# Horizon to speak MIDI...



## Dionysus (Mar 31, 2009)

My friend owns a Gold edition copy of Horizon with a 512-channel interface. One of the things I'd like to do with it is get it to send MIDI show control to another computer to trigger sound cues.

I know how to use MIDI the real difficulty is this. Horizon is designed to do this, however it is only designed to do this (or so they tell me) with one of two external modules that have optional MIDI interfaces. These are the Horizon Playback controller and the Horizon Ethernet Node.
We don't have either of these, and they are also discontinued (as is all of Horizon as I'm sure you know).

Anyways my friend who owns it wanted me to see if there was indeed a way we could still get it to work. I don't have the programming skills needed to patch Horizon (and yes it's the GOLD licence so that is possible under the licence).

We are currently using cheap USB MIDI interfaces. And it does work, just Horizon doesn't talk to the MIDI interface.

Any ideas that don't require large sums of money?


----------



## DaveySimps (Mar 31, 2009)

You can just use a PathPort Node as your ethernet node, and you would have a working Horizon set up. Although, I think you still need to the show controller to do the MIDI stuff. What exactly are you trying to trigger? Horizon allows you to do quite a bit with audio under the Function Bar. If you are just looking to trigger simple playback effects on cue, you can burn the effects to a CD (or wave file), load it in the same computer as Horizon is running on, and then program them using the function bar.

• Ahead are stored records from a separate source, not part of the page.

use std::{
    fs,
    path::{Path, PathBuf},
};

/// Writes `lines` to `dir/name`, one per line, and returns the path.
pub fn write_input(dir: &Path, name: &str, lines: &[&str]) -> PathBuf {
    let path = dir.join(name);
    let mut contents = lines.join("\n");
    if !lines.is_empty() {
        contents.push('\n');
    }
    fs::write(&path, contents).unwrap();
    path
}
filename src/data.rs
pub mod samples;
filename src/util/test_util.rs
use tracing::{info, subscriber::set_default};
use tracing_subscriber::fmt;

pub struct TracingGuard {
    _subscriber_guard: tracing::subscriber::DefaultGuard,
}

/// Routes DEBUG+ events for the current test thread through the test writer.
pub fn setup_test_tracing(test_name: &str) -> TracingGuard {
    let subscriber = fmt::Subscriber::builder()
        .with_test_writer()
        .with_ansi(false)
        .with_level(true)
        .with_target(true)
        .with_max_level(tracing::Level::DEBUG)
        .finish();

    let subscriber_guard = set_default(subscriber);
    info!("-----------------");
    info!("Test: {}", test_name);
    info!("-----------------");

    TracingGuard {
        _subscriber_guard: subscriber_guard,
    }
}
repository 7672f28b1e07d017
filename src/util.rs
pub mod format_utils;
pub mod math_utils;
pub mod test_util;
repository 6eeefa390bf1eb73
//! Instruction broker port
//!
//! A best-effort FIFO channel of instructions between the enqueue side and
//! the workers. Reordering and duplication are tolerated: acquisition is
//! idempotent per `(task_id, retry_count)` pair.

use std::time::Duration;

use async_trait::async_trait;
use domain::Instruction;
#[cfg(test)]
use mockall::automock;

use crate::error::ApplicationError;

/// Port for the instruction channel
#[cfg_attr(test, automock)]
#[async_trait]
pub trait InstructionBroker: Send + Sync {
    /// Append an instruction; non-blocking
    async fn push(&self, instruction: Instruction) -> Result<(), ApplicationError>;

    /// Take the oldest instruction, waiting up to `timeout` for one
    ///
    /// `Ok(None)` means the channel stayed empty for the whole timeout;
    /// `Err` means the broker itself is failing.
    async fn pop(&self, timeout: Duration) -> Result<Option<Instruction>, ApplicationError>;

    /// Number of queued instructions (diagnostics only)
    async fn depth(&self) -> Result<u64, ApplicationError>;
}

You may want to contact tech support at Horizon. Brian may be able to point you in the direction of someone who still has a playback controller in stock. It never hurts to ask.

Another way may be to use Rosco's Keystroke software and interface to trigger the cues on another computer. It is not the cheapest solution, but may work depending on what your needs are.

~Dave


----------



## icewolf08 (Mar 31, 2009)

Here is a second for Keystroke. It is a little more versatile than a MIDI interface as you can program it to input any keystroke or key string. Investing in Keystroke will let you run audio when you need to or projections, or any other computer based software right from your lighting console.


----------